Benzyl coupling on bismuth-modified Pt(111)

Abstract

It has been found that adsorbed benzyl (O-CH2(a)), produced from methylcyclohexane, can undergo dimerisation to adsorbed bibenzyl (O-CH2-CH2-O) on a bismuth-modified Pt(111) surface. In this case, the bismuth was postdosed to the benzyl adlayer, as in bismuth postdosing thermal desorption mass spectroscopy (BPTDS). The bibenzyl product desorbs to give bibenzyl gas in good yield with respect to the starting benzyl or the reacted methylcyclohexane. This reaction competes poorly with simple hydrogenation of the benzyl species to toluene when adsorbed hydrogen is also present on the bismuth-dosed surface. In the absence of hydrogen, dimerization dominates the chemistry of this intermediate, although some direct desorption of benzyl radical also occurs.
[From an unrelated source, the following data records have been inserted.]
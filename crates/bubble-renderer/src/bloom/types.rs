//! Bloom pipeline types.

use bubble_config::schema::{BloomConfig, BloomKernelSize};

/// Per-pass uniforms for the bloom shader.
#[repr(C)]
#[derive(Debug, Clone, Copy, PartialEq, bytemuck::Pod, bytemuck::Zeroable)]
pub struct BloomUniforms {
    /// 1.0 / texture_width, 1.0 / texture_height.
    pub texel_size: [f32; 2],
    /// Luminance below which pixels do not glow.
    pub luminance_threshold: f32,
    /// Width of the soft edge above the threshold (0 = hard cut).
    pub luminance_smoothing: f32,
    /// Distance between blur taps, in texels.
    pub spread: f32,
    pub _padding: [f32; 3],
}

/// Bloom configuration resolved for the current frame.
#[derive(Debug, Clone, Copy, PartialEq)]
pub struct BloomSettings {
    /// Whether bloom passes run at all.
    pub enabled: bool,
    /// Bloom brightness multiplier, applied in the composite pass.
    pub intensity: f32,
    pub kernel_size: BloomKernelSize,
    pub luminance_threshold: f32,
    pub luminance_smoothing: f32,
    /// Blur at half resolution.
    pub mipmap_blur: bool,
    /// Explicit target width (0 = derive from the window).
    pub resolution_x: u32,
    /// Explicit target height (0 = derive from the window).
    pub resolution_y: u32,
}

impl Default for BloomSettings {
    fn default() -> Self {
        Self::from_config(&BloomConfig::default(), true)
    }
}

impl BloomSettings {
    /// Settings from the bloom config; `enabled` comes from the scene features.
    pub fn from_config(config: &BloomConfig, enabled: bool) -> Self {
        Self {
            enabled,
            intensity: config.intensity,
            kernel_size: config.kernel_size,
            luminance_threshold: config.luminance_threshold,
            luminance_smoothing: config.luminance_smoothing,
            mipmap_blur: config.mipmap_blur,
            resolution_x: config.resolution_x,
            resolution_y: config.resolution_y,
        }
    }

    /// Intensity the composite pass should use (zero when disabled).
    pub fn effective_intensity(&self) -> f32 {
        if self.enabled {
            self.intensity
        } else {
            0.0
        }
    }

    /// Bloom target size for a `width × height` window.
    ///
    /// Explicit resolutions win per axis; otherwise the window size, halved
    /// when `mipmap_blur` is on. Never zero.
    pub fn target_size(&self, width: u32, height: u32) -> (u32, u32) {
        let divisor = if self.mipmap_blur { 2 } else { 1 };
        let pick = |explicit: u32, window: u32| {
            let size = if explicit > 0 { explicit } else { window / divisor };
            size.max(1)
        };
        (pick(self.resolution_x, width), pick(self.resolution_y, height))
    }

    /// Uniforms for a bloom target of the given size.
    pub fn uniforms(&self, target_width: u32, target_height: u32) -> BloomUniforms {
        BloomUniforms {
            texel_size: [
                1.0 / target_width.max(1) as f32,
                1.0 / target_height.max(1) as f32,
            ],
            luminance_threshold: self.luminance_threshold,
            luminance_smoothing: self.luminance_smoothing,
            spread: kernel_spread(self.kernel_size),
            _padding: [0.0; 3],
        }
    }
}

/// Tap spacing for each kernel size. Larger kernels reach further with the
/// same nine taps.
pub fn kernel_spread(kernel_size: BloomKernelSize) -> f32 {
    match kernel_size {
        BloomKernelSize::VerySmall => 0.5,
        BloomKernelSize::Small => 1.0,
        BloomKernelSize::Medium => 1.5,
        BloomKernelSize::Large => 2.5,
        BloomKernelSize::VeryLarge => 4.0,
        BloomKernelSize::Huge => 7.0,
    }
}

// =============================================================================
// Tests
// =============================================================================

#[cfg(test)]
mod tests {
    use super::*;

    #[test]
    fn bloom_uniforms_size_is_32_bytes() {
        assert_eq!(std::mem::size_of::<BloomUniforms>(), 32);
    }

    #[test]
    fn bloom_settings_default() {
        let s = BloomSettings::default();
        assert!(s.enabled);
        assert!((s.intensity - 0.2).abs() < f32::EPSILON);
        assert_eq!(s.kernel_size, BloomKernelSize::Medium);
        assert!((s.luminance_threshold - 0.34).abs() < f32::EPSILON);
        assert!(s.mipmap_blur);
    }

    #[test]
    fn disabled_bloom_contributes_nothing() {
        let s = BloomSettings::from_config(&BloomConfig::default(), false);
        assert_eq!(s.effective_intensity(), 0.0);
    }

    #[test]
    fn mipmap_blur_halves_target() {
        let s = BloomSettings::default();
        assert_eq!(s.target_size(1280, 800), (640, 400));
    }

    #[test]
    fn full_resolution_without_mipmap_blur() {
        let config = BloomConfig {
            mipmap_blur: false,
            ..Default::default()
        };
        let s = BloomSettings::from_config(&config, true);
        assert_eq!(s.target_size(1280, 800), (1280, 800));
    }

    #[test]
    fn explicit_resolution_overrides_per_axis() {
        let config = BloomConfig {
            resolution_x: 300,
            ..Default::default()
        };
        let s = BloomSettings::from_config(&config, true);
        assert_eq!(s.target_size(1280, 800), (300, 400));
    }

    #[test]
    fn target_size_never_zero() {
        let s = BloomSettings::default();
        assert_eq!(s.target_size(1, 0), (1, 1));
    }

    #[test]
    fn kernel_spread_grows_with_size() {
        let spreads: Vec<f32> = BloomKernelSize::ALL.iter().map(|k| kernel_spread(*k)).collect();
        assert!(spreads.windows(2).all(|w| w[0] < w[1]));
    }

    #[test]
    fn uniforms_use_target_texels() {
        let u = BloomSettings::default().uniforms(640, 400);
        assert!((u.texel_size[0] - 1.0 / 640.0).abs() < 1e-9);
        assert!((u.texel_size[1] - 1.0 / 400.0).abs() < 1e-9);
        assert!((u.spread - 1.5).abs() < f32::EPSILON);
    }
}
The dependence of the activation energy for benzyl coupling on the thickness of the bismuth film suggests that the bismuth resides between the Pt surface and the benzyl adlayer. Benzyl coupling and desorption occurs on Bi/Pt, whereas only its decomposition occurs on clean Pt. This is attributed to two effects: the weakness of C-Bi bond leads to a low barrier for benzyl coupling or desorption; and, (2) bismuth blocks Pt sites needed to stabilize the fragments of decomposition. Both D2-BPTDS and this bismuth-induced coupling reaction in simple BPTDS were used to monitor the coverage of benzyl during its thermal decomposition on bismuth-free Pt(111), and the temperature dependence of the rate of its decomposition. Estimates of the bismuth-carbon bond strengths are also presented.